As Geography Departments are dramatically disappearing from universities across the US and geographic knowledge is diffusing itself and taking on new forms, this conference identifies a set of urgent questions pertaining to the future of geography: Where and how is knowledge related to space, geography, and mapping currently produced, articulated, and preserved? Which forms will geography most likely take on in the years to come? Who “owns” geographic knowledge and how is it used? How does the current distribution of geography departments worldwide inform and transform our idea of the world, its centers, and peripheries? What shape will virtual geography most likely take in the near future? Geography is morphing into something new—what will its future look like?
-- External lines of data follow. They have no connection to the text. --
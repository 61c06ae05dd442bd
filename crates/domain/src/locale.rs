//! User-facing rendering of errors.
//!
//! Raw errors (status codes, provider bodies, key suffixes) only ever go to
//! the log. What reaches the end user is one of the sentences below.

use crate::error::{CredentialFailure, Error, PolicyBlock};
use serde::{Deserialize, Serialize};

#[derive(Debug, Clone, Copy, PartialEq, Eq, Serialize, Deserialize, Default)]
pub enum Locale {
    #[default]
    #[serde(rename = "en")]
    En,
    #[serde(rename = "zh-CN", alias = "zh")]
    ZhCn,
}

impl Error {
    /// Render this error as a short, localized sentence for the end user.
    pub fn user_message(&self, locale: Locale) -> String {
        let (en, zh) = match self {
            Error::Credential { reason, .. } => match reason {
                CredentialFailure::Invalid => (
                    "The API key is invalid. Check the key in your settings.",
                    "API 密钥无效，请在设置中检查密钥。",
                ),
                CredentialFailure::Expired => (
                    "The API key has expired. Please renew it.",
                    "API 密钥已过期，请更新。",
                ),
                CredentialFailure::QuotaExceeded => (
                    "All API keys have run out of quota. Try again later or add another key.",
                    "所有 API 密钥的配额均已用尽，请稍后重试或添加新的密钥。",
                ),
                CredentialFailure::PermissionDenied => (
                    "The API key does not have permission to use this model.",
                    "该 API 密钥无权使用此模型。",
                ),
            },
            Error::Auth(_) => (
                "No API key is configured for this provider.",
                "当前服务商未配置 API 密钥。",
            ),
            Error::Http(_) => (
                "Network error. Check your connection or proxy settings.",
                "网络错误，请检查网络连接或代理设置。",
            ),
            Error::Timeout(_) => (
                "The request timed out. Please try again.",
                "请求超时，请重试。",
            ),
            Error::Provider { status, .. } if *status >= 500 => (
                "The model service is temporarily unavailable. Please try again.",
                "模型服务暂时不可用，请重试。",
            ),
            Error::Provider { .. } => (
                "The model service rejected the request.",
                "模型服务拒绝了该请求。",
            ),
            Error::ContentPolicy { block, .. } => match block {
                PolicyBlock::Safety => (
                    "The response was blocked by the provider's safety filter.",
                    "回复被服务商的安全策略拦截。",
                ),
                PolicyBlock::Recitation => (
                    "The response was blocked because it recited protected content.",
                    "回复因引用受保护内容而被拦截。",
                ),
                PolicyBlock::ContentFilter => (
                    "The response was removed by the content filter.",
                    "回复被内容过滤器移除。",
                ),
                PolicyBlock::MaxTokens => (
                    "The response hit the maximum output length before any text was produced.",
                    "回复在生成任何文本前就达到了最大输出长度。",
                ),
            },
            Error::Json(_) | Error::Protocol(_) => (
                "The model service returned a response that could not be read.",
                "无法解析模型服务返回的响应。",
            ),
            Error::PayloadTooLarge { .. } => (
                "The conversation is too large to send, even after trimming.",
                "对话内容过大，裁剪后仍无法发送。",
            ),
            Error::Io(_) | Error::Config(_) | Error::Other(_) => (
                "Something went wrong. Please try again.",
                "发生未知错误，请重试。",
            ),
        };
        match locale {
            Locale::En => en.to_string(),
            Locale::ZhCn => zh.to_string(),
        }
    }
}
Geography, once at the core of school curricula, has turned into an “inter-discipline,” often with no stable academic home. Despite the popularity of geography departments outside the US, the number of geography departments in the US is dwindling, while their distribution has dramatically shifted: from the East Coast and its orientation toward the transatlantic and Europe, to the West Coast and the Pacific Rim. Geography has come to subtend a plethora of diverse disciplines while it is still considered a tool that not only structures, but also drives and produces knowledge. The unprecedented interest in and expanded use of cartography, GIS, and mapping across disciplines—as well as the rising importance of border studies over the past twenty years—suggest that geography has not disappeared, but rather taken on new forms and formats. It has expanded from a discipline predominantly anchored in social sciences into a field of study equally attractive to and productive within other disciplines ranging from the humanities to the hard sciences. The specific cartography of US Geography Departments is symptomatic of a shift in the production and prioritization of geographic knowledge and calls for a deep analysis of its overarching impact on our conceptualization of a world which is at once globalized and fragmented. In a time when the words “place,” “space,” “territory,” “border,” “migration,” and “border-crossing” are used on a daily basis—within and without academia—the centrality of geography remains (and will remain) critical. 
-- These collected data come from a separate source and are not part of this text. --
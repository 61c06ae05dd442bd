mod budget;
mod chat;
mod llm;

pub use budget::*;
pub use chat::*;
pub use llm::*;

use serde::{Deserialize, Serialize};
use std::fmt;

// ━━━━━━━━━━━━━━━━━━━━━━━━━━━━━━━━━━━━━━━━━━━━━━━━━━━━━━━━━━━━━━━━━━
// Top-level config
// ━━━━━━━━━━━━━━━━━━━━━━━━━━━━━━━━━━━━━━━━━━━━━━━━━━━━━━━━━━━━━━━━━━

#[derive(Debug, Clone, Serialize, Deserialize, Default)]
pub struct Config {
    #[serde(default)]
    pub budget: BudgetConfig,
    #[serde(default)]
    pub chat: ChatSettings,
    #[serde(default)]
    pub persona: Persona,
    #[serde(default)]
    pub title: TitleConfig,
    /// Registered LLM providers (adding a provider = adding config).
    #[serde(default)]
    pub providers: Vec<ProviderConfig>,
}

impl Config {
    pub fn provider(&self, id: &str) -> Option<&ProviderConfig> {
        self.providers.iter().find(|p| p.id == id)
    }

    /// The provider selected by `chat.provider`.
    pub fn chat_provider(&self) -> Option<&ProviderConfig> {
        self.provider(&self.chat.provider)
    }

    /// Apply `BANTER_*` environment overrides from the process environment.
    pub fn apply_env_overrides(&mut self) {
        self.apply_env_overrides_with(|name| std::env::var(name).ok());
    }

    /// Apply environment overrides using an arbitrary lookup.
    ///
    /// - `BANTER_<ID>_BASE_URL` replaces a provider's base URL
    /// - `BANTER_<ID>_MODELS` replaces its model allow-list (comma-separated)
    /// - `BANTER_TITLE_API_URL`, `BANTER_TITLE_API_KEY`, `BANTER_TITLE_MODEL`
    ///   configure the dedicated title endpoint
    pub fn apply_env_overrides_with<F>(&mut self, lookup: F)
    where
        F: Fn(&str) -> Option<String>,
    {
        for provider in &mut self.providers {
            let prefix = env_prefix(&provider.id);
            if let Some(url) = lookup(&format!("{prefix}_BASE_URL")).filter(|v| !v.is_empty()) {
                tracing::debug!(provider_id = %provider.id, "base_url overridden from env");
                provider.base_url = url;
            }
            if let Some(models) = lookup(&format!("{prefix}_MODELS")) {
                provider.models = models
                    .split(',')
                    .map(str::trim)
                    .filter(|m| !m.is_empty())
                    .map(String::from)
                    .collect();
            }
        }

        if let Some(v) = lookup("BANTER_TITLE_API_URL") {
            self.title.api_url = Some(v);
        }
        if let Some(v) = lookup("BANTER_TITLE_API_KEY") {
            self.title.api_key = Some(v);
        }
        if let Some(v) = lookup("BANTER_TITLE_MODEL") {
            self.title.model = Some(v);
        }
    }
}

/// `BANTER_` + provider id uppercased with `-` mapped to `_`.
fn env_prefix(provider_id: &str) -> String {
    format!("BANTER_{}", provider_id.to_uppercase().replace('-', "_"))
}

// ━━━━━━━━━━━━━━━━━━━━━━━━━━━━━━━━━━━━━━━━━━━━━━━━━━━━━━━━━━━━━━━━━━
// Config validation
// ━━━━━━━━━━━━━━━━━━━━━━━━━━━━━━━━━━━━━━━━━━━━━━━━━━━━━━━━━━━━━━━━━━

/// Severity level for a configuration issue.
#[derive(Debug, Clone, Copy, PartialEq, Eq)]
pub enum ConfigSeverity {
    Error,
    Warning,
}

/// A single configuration validation issue.
#[derive(Debug, Clone)]
pub struct ConfigError {
    pub severity: ConfigSeverity,
    pub field: String,
    pub message: String,
}

impl fmt::Display for ConfigError {
    fn fmt(&self, f: &mut fmt::Formatter<'_>) -> fmt::Result {
        let tag = match self.severity {
            ConfigSeverity::Error => "ERROR",
            ConfigSeverity::Warning => "WARN",
        };
        write!(f, "[{tag}] {}: {}", self.field, self.message)
    }
}

impl Config {
    /// Validate the configuration and return a list of issues.
    ///
    /// Returns an empty vec when everything looks good.
    pub fn validate(&self) -> Vec<ConfigError> {
        let mut errors = Vec::new();

        if self.providers.is_empty() {
            errors.push(ConfigError {
                severity: ConfigSeverity::Warning,
                field: "providers".into(),
                message: "no LLM providers configured".into(),
            });
        } else if self.chat_provider().is_none() {
            errors.push(ConfigError {
                severity: ConfigSeverity::Error,
                field: "chat.provider".into(),
                message: format!("no provider with id '{}'", self.chat.provider),
            });
        }

        for (i, provider) in self.providers.iter().enumerate() {
            if provider.id.is_empty() {
                errors.push(ConfigError {
                    severity: ConfigSeverity::Error,
                    field: format!("providers[{i}].id"),
                    message: "provider id must not be empty".into(),
                });
            }
            if provider.base_url.is_empty() {
                errors.push(ConfigError {
                    severity: ConfigSeverity::Error,
                    field: format!("providers[{i}].base_url"),
                    message: "provider base_url must not be empty".into(),
                });
            }
            if let Some(model) = &provider.default_model {
                if !provider.allows_model(model) {
                    errors.push(ConfigError {
                        severity: ConfigSeverity::Warning,
                        field: format!("providers[{i}].default_model"),
                        message: format!("'{model}' is not in the provider's model allow-list"),
                    });
                }
            }
        }

        if !(0.0..=2.0).contains(&self.chat.temperature) {
            errors.push(ConfigError {
                severity: ConfigSeverity::Warning,
                field: "chat.temperature".into(),
                message: "temperature outside 0.0 – 2.0 may be rejected by providers".into(),
            });
        }

        if self.budget.inflation_factor < 1.0 {
            errors.push(ConfigError {
                severity: ConfigSeverity::Error,
                field: "budget.inflation_factor".into(),
                message: "inflation factor must be at least 1.0".into(),
            });
        }

        if self.budget.max_payload_bytes == 0 {
            errors.push(ConfigError {
                severity: ConfigSeverity::Error,
                field: "budget.max_payload_bytes".into(),
                message: "max_payload_bytes must be greater than 0".into(),
            });
        }

        let title_fields = [&self.title.api_url, &self.title.api_key, &self.title.model];
        if title_fields.iter().any(|f| f.is_some()) && !self.title.is_configured() {
            errors.push(ConfigError {
                severity: ConfigSeverity::Warning,
                field: "title".into(),
                message: "title endpoint is partially configured and will be ignored".into(),
            });
        }

        errors
    }
}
This conference isolates three central pathways which investigate the urgency of an ever-expanding geographic knowledge and spatial thinking for the future: 1) metageography, 2) epistemology, and 3) politics. Each of these headings encapsulates pivotal aspects of geography that look into the future articulations of the discipline. This conference asks how the social sciences, the humanities, and the exact sciences impact our understanding of regional, national, and world geography—and how geography, in turn, transforms traditional disciplinary methodologies and theoretical frameworks. Designed as a two-day global conference, “The 

Future of Geography” brings together scholars from across the world whose research studies different (often less-studied) areas and continents from an interdisciplinary perspective. Each day, six to seven scholars convene to critically engage with the proposed theme and contribute to the central stakes of the conference. A publication of the outcomes of the conference with a major US academic press such as MIT Press is envisaged under the working title “The Future of Geography: Metageography, Epistemology, and Politics.”

Conveners:

Katharina N. Piechocki, Associate Professor Comparative Literature, Harvard University.

Tom Conley, Abbott Lawrence Lowell Professor of Art, Film & Visual Studies and Romance Languages, Harvard University.